Wilson intentó llamar de nuevo, pero la llamada estaba ocupada; evidentemente, habían bloqueado su número; entonces se mostró muy serio. Irmina, sin embargo, se calmó y dijo: "Cuanto más actúen así, más demuestran que nuestra dirección de investigación es correcta. Ellos ya empezaron a moverse".

Wilson se veía sombrío: "Mis movimientos posiblemente han sido detectados por la gente de la familia Monroy, no puedo seguir investigando esto por ahora. Ten mucho cuidado, y si te encuentras con algún problema complicado, puedes contactar a tu tío en cualquier momento.
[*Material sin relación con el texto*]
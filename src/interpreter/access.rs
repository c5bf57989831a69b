//! Indexing and Python-style slicing for strings and lists.
//!
//! Both operate on characters for strings. Slice bounds truncate to
//! integers and clamp; a missing bound defaults to the whole sequence
//! in the direction of the step.

use crate::ast::Expression;

use super::error::RuntimeError;
use super::value::Value;
use super::Interpreter;

impl Interpreter {
    pub(super) fn eval_index(
        &mut self,
        target: &Expression,
        index: &Expression,
    ) -> Result<Value, RuntimeError> {
        let target = self.eval_expression(target)?;
        let index = self.eval_expression(index)?;
        let index = integer_index(&index)?;
        match &target {
            Value::Str(text) => {
                let chars: Vec<char> = text.chars().collect();
                let position = resolve_position(index, chars.len(), "String")?;
                Ok(Value::Str(chars[position].to_string()))
            }
            Value::List(list) => {
                let items = list.borrow();
                let position = resolve_position(index, items.len(), "List")?;
                Ok(items[position].clone())
            }
            other => Err(RuntimeError::IndexTargetUnsupported {
                type_name: other.type_name(),
            }),
        }
    }

    pub(super) fn eval_slice(
        &mut self,
        target: &Expression,
        start: Option<&Expression>,
        end: Option<&Expression>,
        step: Option<&Expression>,
    ) -> Result<Value, RuntimeError> {
        let target = self.eval_expression(target)?;
        let start = self.eval_slice_bound(start, "start index")?;
        let end = self.eval_slice_bound(end, "end index")?;
        let step = self.eval_slice_bound(step, "step")?.unwrap_or(1);
        if step == 0 {
            return Err(RuntimeError::SliceStepZero);
        }
        match &target {
            Value::Str(text) => {
                let chars: Vec<char> = text.chars().collect();
                let sliced: String = slice_positions(chars.len(), start, end, step)
                    .into_iter()
                    .map(|i| chars[i])
                    .collect();
                Ok(Value::Str(sliced))
            }
            Value::List(list) => {
                let items = list.borrow();
                let sliced: Vec<Value> = slice_positions(items.len(), start, end, step)
                    .into_iter()
                    .map(|i| items[i].clone())
                    .collect();
                Ok(Value::list(sliced))
            }
            other => Err(RuntimeError::SliceTargetUnsupported {
                type_name: other.type_name(),
            }),
        }
    }

    fn eval_slice_bound(
        &mut self,
        bound: Option<&Expression>,
        name: &'static str,
    ) -> Result<Option<i64>, RuntimeError> {
        let Some(expr) = bound else {
            return Ok(None);
        };
        match self.eval_expression(expr)? {
            // Slice bounds truncate rather than requiring exact integers.
            Value::Number(value) => Ok(Some(value as i64)),
            other => Err(RuntimeError::SliceBoundNotNumber {
                bound: name,
                type_name: other.type_name(),
            }),
        }
    }
}

/// Index validation shared with the mutating list built-ins: the value
/// must be an exact integer Number.
pub(super) fn integer_index(value: &Value) -> Result<i64, RuntimeError> {
    match value {
        Value::Number(raw) => {
            if raw.fract() != 0.0 {
                return Err(RuntimeError::IndexNotInteger { value: *raw });
            }
            Ok(*raw as i64)
        }
        other => Err(RuntimeError::IndexNotNumber {
            type_name: other.type_name(),
        }),
    }
}

fn resolve_position(index: i64, len: usize, kind: &'static str) -> Result<usize, RuntimeError> {
    let len_i = len as i64;
    let adjusted = if index < 0 { index + len_i } else { index };
    if adjusted < 0 || adjusted >= len_i {
        return Err(RuntimeError::IndexOutOfBounds {
            kind,
            index: adjusted,
            len,
        });
    }
    Ok(adjusted as usize)
}

/// Computes the visited positions for `start:end:step` over a sequence
/// of `len` elements, with Python normalization and clamping.
fn slice_positions(len: usize, start: Option<i64>, end: Option<i64>, step: i64) -> Vec<usize> {
    let len = len as i64;
    let clamp = |value: i64| {
        let value = if value < 0 { value + len } else { value };
        if step > 0 {
            value.clamp(0, len)
        } else {
            // For a negative step the walk may legitimately stop just
            // before position 0, hence the -1 floor.
            value.clamp(-1, len - 1)
        }
    };
    let start = match start {
        Some(value) => clamp(value),
        None if step > 0 => 0,
        None => len - 1,
    };
    let end = match end {
        Some(value) => clamp(value),
        None if step > 0 => len,
        None => -1,
    };

    let mut positions = Vec::new();
    let mut i = start;
    while (step > 0 && i < end) || (step < 0 && i > end) {
        positions.push(i as usize);
        i += step;
    }
    positions
}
Él realmente se preocupa por ti".

Irmina asintió: "Gracias por tu ayuda estos días, yo me ocuparé de lo que sigue".

Luego, ambos comieron juntos en el restaurante antes de partir. Al ir a su coche en el estacionamiento, ella no pudo evitar mirar el lugar donde Elián había aparcado antes. En ese momento había otro coche en ese lugar, ella bajó la mirada y retiró su atención.

Elián, siempre tan orgulloso, probablemente la había anotado en su lista negra otra vez, sin saber cuántos días más estaría sin contacto con ella, o si siquiera volverían a hablar. Irmina se masajeaba las sienes, tratando de olvidar esos pensamientos menores, abrió la puerta del coche, encendió el motor, y justo cuando estaba a punto de irse, él apareció de repente.